//! Accounts, password checks and browser sessions.

use std::sync::Arc;

use argon2::{
    Argon2,
    password_hash::{PasswordHash, PasswordHasher, PasswordVerifier, SaltString},
};
use sha2::{Digest, Sha256};
use thiserror::Error;
use time::{Duration, OffsetDateTime};
use uuid::Uuid;

use crate::application::forms::FieldErrors;
use crate::application::repos::{CreateUserParams, RepoError, SessionsRepo, UsersRepo};
use crate::domain::accounts;
use crate::domain::entities::{SessionRecord, UserRecord};
use crate::domain::error::DomainError;

#[derive(Debug, Error)]
pub enum AccountError {
    #[error(transparent)]
    Repo(#[from] RepoError),
    #[error("password hashing failed: {0}")]
    Hashing(String),
}

#[derive(Debug, Clone, Default)]
pub struct SignupForm {
    pub username: String,
    pub first_name: String,
    pub last_name: String,
    pub email: String,
    pub password1: String,
    pub password2: String,
}

#[derive(Debug)]
pub enum SignupOutcome {
    Created(UserRecord),
    Invalid(FieldErrors),
}

/// Freshly issued session. `token` goes into the cookie; only its digest is stored.
#[derive(Debug, Clone)]
pub struct SessionToken {
    pub token: String,
    pub expires_at: OffsetDateTime,
}

#[derive(Clone)]
pub struct AccountService {
    users: Arc<dyn UsersRepo>,
    sessions: Arc<dyn SessionsRepo>,
    session_ttl: Duration,
}

impl AccountService {
    pub fn new(
        users: Arc<dyn UsersRepo>,
        sessions: Arc<dyn SessionsRepo>,
        session_ttl: Duration,
    ) -> Self {
        Self {
            users,
            sessions,
            session_ttl,
        }
    }

    pub fn session_ttl(&self) -> Duration {
        self.session_ttl
    }

    pub async fn create_user(&self, form: SignupForm) -> Result<SignupOutcome, AccountError> {
        let mut errors = FieldErrors::default();

        let username = accounts::normalize_username(&form.username)
            .inspect_err(|err| errors.push_domain(err))
            .ok();
        let email = accounts::normalize_email(&form.email)
            .inspect_err(|err| errors.push_domain(err))
            .ok();

        if form.password1 != form.password2 {
            errors.push("password2", "The two password fields didn't match.");
        } else if let Err(err) =
            accounts::check_password(&form.password1, username.as_deref().unwrap_or_default())
        {
            errors.push("password2", err_message(&err));
        }

        let (Some(username), Some(email)) = (username, email) else {
            return Ok(SignupOutcome::Invalid(errors));
        };
        if !errors.is_empty() {
            return Ok(SignupOutcome::Invalid(errors));
        }
        if self.users.find_user_by_username(&username).await?.is_some() {
            errors.push("username", "A user with that username already exists.");
            return Ok(SignupOutcome::Invalid(errors));
        }

        let password_hash = hash_password(&form.password1)?;
        let created = self
            .users
            .create_user(CreateUserParams {
                username,
                first_name: form.first_name.trim().to_string(),
                last_name: form.last_name.trim().to_string(),
                email,
                password_hash,
            })
            .await;

        match created {
            Ok(user) => {
                tracing::info!(
                    target = "yatube::application::accounts",
                    user_id = user.id,
                    username = %user.username,
                    "user created"
                );
                Ok(SignupOutcome::Created(user))
            }
            // Lost a race with a concurrent signup for the same name.
            Err(RepoError::Duplicate { .. }) => {
                errors.push("username", "A user with that username already exists.");
                Ok(SignupOutcome::Invalid(errors))
            }
            Err(err) => Err(err.into()),
        }
    }

    /// Check credentials. `None` means unknown user or wrong password.
    pub async fn login(
        &self,
        username: &str,
        password: &str,
    ) -> Result<Option<UserRecord>, AccountError> {
        let Some(user) = self.users.find_user_by_username(username.trim()).await? else {
            return Ok(None);
        };
        if verify_password(password, &user.password_hash)? {
            Ok(Some(user))
        } else {
            Ok(None)
        }
    }

    pub async fn start_session(&self, user_id: i64) -> Result<SessionToken, RepoError> {
        let token = format!("{}{}", Uuid::new_v4().simple(), Uuid::new_v4().simple());
        let created_at = OffsetDateTime::now_utc();
        let expires_at = created_at + self.session_ttl;
        self.sessions
            .create_session(SessionRecord {
                token_hash: hash_token(&token),
                user_id,
                created_at,
                expires_at,
            })
            .await?;
        Ok(SessionToken { token, expires_at })
    }

    /// Resolve a session cookie to its user. Expired or unknown tokens yield `None`.
    pub async fn authenticate(&self, token: &str) -> Result<Option<UserRecord>, RepoError> {
        if token.is_empty() {
            return Ok(None);
        }
        self.sessions
            .find_session_user(&hash_token(token), OffsetDateTime::now_utc())
            .await
    }

    pub async fn end_session(&self, token: &str) -> Result<(), RepoError> {
        self.sessions.delete_session(&hash_token(token)).await
    }
}

pub fn hash_password(password: &str) -> Result<String, AccountError> {
    let salt = SaltString::encode_b64(Uuid::new_v4().as_bytes())
        .map_err(|err| AccountError::Hashing(err.to_string()))?;
    Argon2::default()
        .hash_password(password.as_bytes(), &salt)
        .map(|hash| hash.to_string())
        .map_err(|err| AccountError::Hashing(err.to_string()))
}

pub fn verify_password(password: &str, password_hash: &str) -> Result<bool, AccountError> {
    let parsed =
        PasswordHash::new(password_hash).map_err(|err| AccountError::Hashing(err.to_string()))?;
    match Argon2::default().verify_password(password.as_bytes(), &parsed) {
        Ok(()) => Ok(true),
        Err(argon2::password_hash::Error::Password) => Ok(false),
        Err(err) => Err(AccountError::Hashing(err.to_string())),
    }
}

fn hash_token(token: &str) -> Vec<u8> {
    let mut hasher = Sha256::new();
    hasher.update(token.as_bytes());
    hasher.finalize().to_vec()
}

fn err_message(error: &DomainError) -> String {
    match error {
        DomainError::Validation { message, .. } => message.clone(),
        other => other.to_string(),
    }
}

What to produce:
Restate every record verbatim.

Exercise solution:
//! Accounts, password checks and browser sessions.

use std::sync::Arc;

use argon2::{
    Argon2,
    password_hash::{PasswordHash, PasswordHasher, PasswordVerifier, SaltString},
};
use sha2::{Digest, Sha256};
use thiserror::Error;
use time::{Duration, OffsetDateTime};
use uuid::Uuid;

use crate::application::forms::FieldErrors;
use crate::application::repos::{CreateUserParams, RepoError, SessionsRepo, UsersRepo};
use crate::domain::accounts;
use crate::domain::entities::{SessionRecord, UserRecord};
use crate::domain::error::DomainError;

#[derive(Debug, Error)]
pub enum AccountError {
    #[error(transparent)]
    Repo(#[from] RepoError),
    #[error("password hashing failed: {0}")]
    Hashing(String),
}

#[derive(Debug, Clone, Default)]
pub struct SignupForm {
    pub username: String,
    pub first_name: String,
    pub last_name: String,
    pub email: String,
    pub password1: String,
    pub password2: String,
}

#[derive(Debug)]
pub enum SignupOutcome {
    Created(UserRecord),
    Invalid(FieldErrors),
}

/// Freshly issued session. `token` goes into the cookie; only its digest is stored.
#[derive(Debug, Clone)]
pub struct SessionToken {
    pub token: String,
    pub expires_at: OffsetDateTime,
}

#[derive(Clone)]
pub struct AccountService {
    users: Arc<dyn UsersRepo>,
    sessions: Arc<dyn SessionsRepo>,
    session_ttl: Duration,
}

impl AccountService {
    pub fn new(
        users: Arc<dyn UsersRepo>,
        sessions: Arc<dyn SessionsRepo>,
        session_ttl: Duration,
    ) -> Self {
        Self {
            users,
            sessions,
            session_ttl,
        }
    }

    pub fn session_ttl(&self) -> Duration {
        self.session_ttl
    }

    pub async fn create_user(&self, form: SignupForm) -> Result<SignupOutcome, AccountError> {
        let mut errors = FieldErrors::default();

        let username = accounts::normalize_username(&form.username)
            .inspect_err(|err| errors.push_domain(err))
            .ok();
        let email = accounts::normalize_email(&form.email)
            .inspect_err(|err| errors.push_domain(err))
            .ok();

        if form.password1 != form.password2 {
            errors.push("password2", "The two password fields didn't match.");
        } else if let Err(err) =
            accounts::check_password(&form.password1, username.as_deref().unwrap_or_default())
        {
            errors.push("password2", err_message(&err));
        }

        let (Some(username), Some(email)) = (username, email) else {
            return Ok(SignupOutcome::Invalid(errors));
        };
        if !errors.is_empty() {
            return Ok(SignupOutcome::Invalid(errors));
        }
        if self.users.find_user_by_username(&username).await?.is_some() {
            errors.push("username", "A user with that username already exists.");
            return Ok(SignupOutcome::Invalid(errors));
        }

        let password_hash = hash_password(&form.password1)?;
        let created = self
            .users
            .create_user(CreateUserParams {
                username,
                first_name: form.first_name.trim().to_string(),
                last_name: form.last_name.trim().to_string(),
                email,
                password_hash,
            })
            .await;

        match created {
            Ok(user) => {
                tracing::info!(
                    target = "yatube::application::accounts",
                    user_id = user.id,
                    username = %user.username,
                    "user created"
                );
                Ok(SignupOutcome::Created(user))
            }
            // Lost a race with a concurrent signup for the same name.
            Err(RepoError::Duplicate { .. }) => {
                errors.push("username", "A user with that username already exists.");
                Ok(SignupOutcome::Invalid(errors))
            }
            Err(err) => Err(err.into()),
        }
    }

    /// Check credentials. `None` means unknown user or wrong password.
    pub async fn login(
        &self,
        username: &str,
        password: &str,
    ) -> Result<Option<UserRecord>, AccountError> {
        let Some(user) = self.users.find_user_by_username(username.trim()).await? else {
            return Ok(None);
        };
        if verify_password(password, &user.password_hash)? {
            Ok(Some(user))
        } else {
            Ok(None)
        }
    }

    pub async fn start_session(&self, user_id: i64) -> Result<SessionToken, RepoError> {
        let token = format!("{}{}", Uuid::new_v4().simple(), Uuid::new_v4().simple());
        let created_at = OffsetDateTime::now_utc();
        let expires_at = created_at + self.session_ttl;
        self.sessions
            .create_session(SessionRecord {
                token_hash: hash_token(&token),
                user_id,
                created_at,
                expires_at,
            })
            .await?;
        Ok(SessionToken { token, expires_at })
    }

    /// Resolve a session cookie to its user. Expired or unknown tokens yield `None`.
    pub async fn authenticate(&self, token: &str) -> Result<Option<UserRecord>, RepoError> {
        if token.is_empty() {
            return Ok(None);
        }
        self.sessions
            .find_session_user(&hash_token(token), OffsetDateTime::now_utc())
            .await
    }

    pub async fn end_session(&self, token: &str) -> Result<(), RepoError> {
        self.sessions.delete_session(&hash_token(token)).await
    }
}

pub fn hash_password(password: &str) -> Result<String, AccountError> {
    let salt = SaltString::encode_b64(Uuid::new_v4().as_bytes())
        .map_err(|err| AccountError::Hashing(err.to_string()))?;
    Argon2::default()
        .hash_password(password.as_bytes(), &salt)
        .map(|hash| hash.to_string())
        .map_err(|err| AccountError::Hashing(err.to_string()))
}

pub fn verify_password(password: &str, password_hash: &str) -> Result<bool, AccountError> {
    let parsed =
        PasswordHash::new(password_hash).map_err(|err| AccountError::Hashing(err.to_string()))?;
    match Argon2::default().verify_password(password.as_bytes(), &parsed) {
        Ok(()) => Ok(true),
        Err(argon2::password_hash::Error::Password) => Ok(false),
        Err(err) => Err(AccountError::Hashing(err.to_string())),
    }
}

fn hash_token(token: &str) -> Vec<u8> {
    let mut hasher = Sha256::new();
    hasher.update(token.as_bytes());
    hasher.finalize().to_vec()
}

fn err_message(error: &DomainError) -> String {
    match error {
        DomainError::Validation { message, .. } => message.clone(),
        other => other.to_string(),
    }
}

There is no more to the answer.